Output, please, exactly those lines of the listing that come before the line with "-> Result<bool, NotificationError>", along with that line itself.

:::::

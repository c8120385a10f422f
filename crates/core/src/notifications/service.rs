//! Composing and reading notifications.

use chama_shared::types::{MemberId, NotificationId};
use chrono::Utc;

use super::error::NotificationError;
use super::notification::{Notification, NotificationDraft};
use crate::auth::{Capabilities, Capability};

/// Stateless notification logic.
pub struct NotificationService;

impl NotificationService {
    /// Turns a draft into a notification ready to publish.
    ///
    /// Requires send-notifications. Title and message are trimmed and must
    /// not be blank.
    pub fn compose(
        draft: NotificationDraft,
        author: MemberId,
        actor: &Capabilities,
    ) -> Result<Notification, NotificationError> {
        actor.require(Capability::SendNotifications)?;

        let title = draft.title.trim();
        let message = draft.message.trim();
        if title.is_empty() || message.is_empty() {
            return Err(NotificationError::MissingContent);
        }

        Ok(Notification {
            id: NotificationId::new(),
            title: title.to_string(),
            message: message.to_string(),
            kind: draft.kind,
            created_at: Utc::now(),
            created_by: author,
            read_by: std::collections::BTreeSet::new(),
        })
    }

    /// Notifications for the board, newest first.
    #[must_use]
    pub fn board(notifications: &[Notification]) -> Vec<&Notification> {
        let mut board: Vec<_> = notifications.iter().collect();
        // Stable sort keeps publish order for identical timestamps.
        board.sort_by(|a, b| b.created_at.cmp(&a.created_at));
        board
    }

    /// Marks a notification as read. Returns false if it already was.
    pub fn mark_read(
        notifications: &mut [Notification],
        id: NotificationId,
        member: MemberId,
    ) -> Result<bool, NotificationError> {
        let notification = notifications
            .iter_mut()
            .find(|n| n.id == id)
            .ok_or(NotificationError::NotFound(id))?;
        Ok(notification.read_by.insert(member))
    }

    /// Number of notifications the member has not read.
    #[must_use]
    pub fn unread_count(notifications: &[Notification], member: MemberId) -> usize {
        notifications.iter().filter(|n| !n.is_read_by(member)).count()
    }
}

:::::

Your response:
repository c8120385a10f422f
filename crates/core/src/notifications/service.rs
//! Composing and reading notifications.

use chama_shared::types::{MemberId, NotificationId};
use chrono::Utc;

use super::error::NotificationError;
use super::notification::{Notification, NotificationDraft};
use crate::auth::{Capabilities, Capability};

/// Stateless notification logic.
pub struct NotificationService;

impl NotificationService {
    /// Turns a draft into a notification ready to publish.
    ///
    /// Requires send-notifications. Title and message are trimmed and must
    /// not be blank.
    pub fn compose(
        draft: NotificationDraft,
        author: MemberId,
        actor: &Capabilities,
    ) -> Result<Notification, NotificationError> {
        actor.require(Capability::SendNotifications)?;

        let title = draft.title.trim();
        let message = draft.message.trim();
        if title.is_empty() || message.is_empty() {
            return Err(NotificationError::MissingContent);
        }

        Ok(Notification {
            id: NotificationId::new(),
            title: title.to_string(),
            message: message.to_string(),
            kind: draft.kind,
            created_at: Utc::now(),
            created_by: author,
            read_by: std::collections::BTreeSet::new(),
        })
    }

    /// Notifications for the board, newest first.
    #[must_use]
    pub fn board(notifications: &[Notification]) -> Vec<&Notification> {
        let mut board: Vec<_> = notifications.iter().collect();
        // Stable sort keeps publish order for identical timestamps.
        board.sort_by(|a, b| b.created_at.cmp(&a.created_at));
        board
    }

    /// Marks a notification as read. Returns false if it already was.
    pub fn mark_read(
        notifications: &mut [Notification],
        id: NotificationId,
        member: MemberId,
    ) -> Result<bool, NotificationError> {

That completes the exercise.